A pair of security researchers say they discovered a vulnerability in the login systems for records used by the Transportation Security Administration (TSA) to verify airline crew members at security checkpoints in airport. The bug lets anyone with “basic knowledge of SQL injection” add themselves to airline rosters, potentially letting them rush through security and into the cockpit of a commercial airliner, researcher Ian Carroll wrote in an August blog post.
Carroll and his partner Sam Curry apparently discovered the vulnerability while reviewing the third-party website of a vendor called FlyCASS that provides smaller airlines with access to the TSA’s Known Crewmember (KCM) system and Cockpit Access Security System (CASS). They found that when they put a simple apostrophe in the username field, they got a MySQL error.
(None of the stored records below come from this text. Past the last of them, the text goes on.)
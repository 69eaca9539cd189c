//! Request, response, and entry types for the offline cache.

use chrono::{DateTime, Utc};
use color_eyre::{eyre::eyre, Result};
use serde::{Deserialize, Serialize};
use sha2::{Digest, Sha256};
use url::Url;

/// An outbound request as seen at the transport boundary.
#[derive(Debug, Clone)]
pub struct FetchRequest {
  pub method: String,
  pub url: Url,
}

impl FetchRequest {
  /// Create a request, parsing and validating the URL.
  pub fn new(method: &str, url: &str) -> Result<Self> {
    let url = Url::parse(url).map_err(|e| eyre!("Invalid request URL {}: {}", url, e))?;
    Ok(Self {
      method: method.to_uppercase(),
      url,
    })
  }

  /// Shorthand for a GET request.
  pub fn get(url: &str) -> Result<Self> {
    Self::new("GET", url)
  }

  pub fn is_get(&self) -> bool {
    self.method == "GET"
  }

  /// Stable cache key for this request (method + URL, hashed).
  pub fn cache_key(&self) -> String {
    let mut hasher = Sha256::new();
    hasher.update(self.method.as_bytes());
    hasher.update(b" ");
    hasher.update(self.url.as_str().as_bytes());
    hex::encode(hasher.finalize())
  }
}

/// A response as returned from the network or the cache.
#[derive(Debug, Clone, Serialize, Deserialize)]
pub struct FetchResponse {
  pub status: u16,
  pub content_type: Option<String>,
  pub body: Vec<u8>,
}

impl FetchResponse {
  pub fn new(status: u16, body: Vec<u8>) -> Self {
    Self {
      status,
      content_type: None,
      body,
    }
  }

  pub fn with_content_type(mut self, content_type: &str) -> Self {
    self.content_type = Some(content_type.to_string());
    self
  }

  /// Whether the status is in the 2xx range.
  pub fn ok(&self) -> bool {
    (200..300).contains(&self.status)
  }
}

/// A stored response snapshot inside a named store.
///
/// Entries carry only an insertion timestamp; there is no per-entry expiry.
/// Invalidation happens wholesale when the store version changes.
#[derive(Debug, Clone, Serialize, Deserialize)]
pub struct CachedResponse {
  pub response: FetchResponse,
  pub cached_at: DateTime<Utc>,
}

impl CachedResponse {
  pub fn now(response: &FetchResponse) -> Self {
    Self {
      response: response.clone(),
      cached_at: Utc::now(),
    }
  }
}

/// Routing class for an intercepted request, in order of specificity.
#[derive(Debug, Clone, Copy, PartialEq, Eq)]
pub enum RequestClass {
  /// Mutations and cross-origin calls; never touched by the cache.
  Passthrough,
  /// API namespace; stale-while-revalidate.
  Api,
  /// Full-page navigation; network-first with shell fallback.
  Navigation,
  /// Static asset; cache-first.
  Asset,
}

/// Where a served response came from.
#[derive(Debug, Clone, Copy, PartialEq, Eq)]
pub enum ResponseSource {
  /// Fresh from the network.
  Network,
  /// Served from a cache store.
  Cache,
  /// Navigation fell back to the pre-cached shell entry.
  ShellFallback,
}

/// A response together with its provenance.
#[derive(Debug, Clone)]
pub struct Served {
  pub response: FetchResponse,
  pub source: ResponseSource,
}

impl Served {
  pub fn from_network(response: FetchResponse) -> Self {
    Self {
      response,
      source: ResponseSource::Network,
    }
  }

  pub fn from_cache(response: FetchResponse) -> Self {
    Self {
      response,
      source: ResponseSource::Cache,
    }
  }

  pub fn shell_fallback(response: FetchResponse) -> Self {
    Self {
      response,
      source: ResponseSource::ShellFallback,
    }
  }
}

/// Structured offline condition: cache miss with the network unreachable.
///
/// Surfaced as a concrete error type so callers can distinguish "offline"
/// from other failures by downcasting the report.
#[derive(Debug, Clone)]
pub struct OfflineError {
  pub url: String,
}

impl OfflineError {
  pub fn new(url: &Url) -> Self {
    Self {
      url: url.to_string(),
    }
  }
}

impl std::fmt::Display for OfflineError {
  fn fmt(&self, f: &mut std::fmt::Formatter<'_>) -> std::fmt::Result {
    write!(f, "offline: no cached response for {}", self.url)
  }
}

impl std::error::Error for OfflineError {}

/// Check whether an error report is the structured offline condition.
pub fn is_offline(report: &color_eyre::Report) -> bool {
  report.downcast_ref::<OfflineError>().is_some()
}
//! Offline cache controller for transport-level request interception.
//!
//! This module keeps the application usable, with degraded freshness, when
//! the network is unavailable:
//! - versioned named stores with wholesale invalidation on version bumps
//! - per-request-class strategies (stale-while-revalidate, network-first,
//!   cache-first)
//! - a structured offline condition instead of silent empty responses

mod controller;
mod storage;
mod types;

pub use controller::{CacheController, ControllerConfig, CACHE_VERSION};
pub use storage::{MemoryStorage, SqliteStorage, StoreBackend};
pub use types::{
  is_offline, CachedResponse, FetchRequest, FetchResponse, OfflineError, RequestClass,
  ResponseSource, Served,
};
This is a very bad sign, as it looks like the username is being included directly in the login SQL query. Sure enough, we discovered SQL injection and were able to use sqlmap to confirm the issue. With a username of ‘ or ‘1’=’1 and a password of ‘) OR MD5(‘1’)=MD5(‘1, we were able to log into FlyCASS as an Air Transport International administrator!
Once they’re in, Carroll wrote, “there’s no additional review or verification” that prevents them from adding crew records and photos for any airline that uses FlyCASS. Anyone who could exploit the vulnerability could present a fake employee number to get past a KCM security checkpoint, the blog said.
TSA press secretary R. Carter Langston denied that, saying Bleeping Computer that the agency “does not rely solely on this database to authenticate flight crew, and that “only verified crewmembers are allowed to access secure areas at airports.”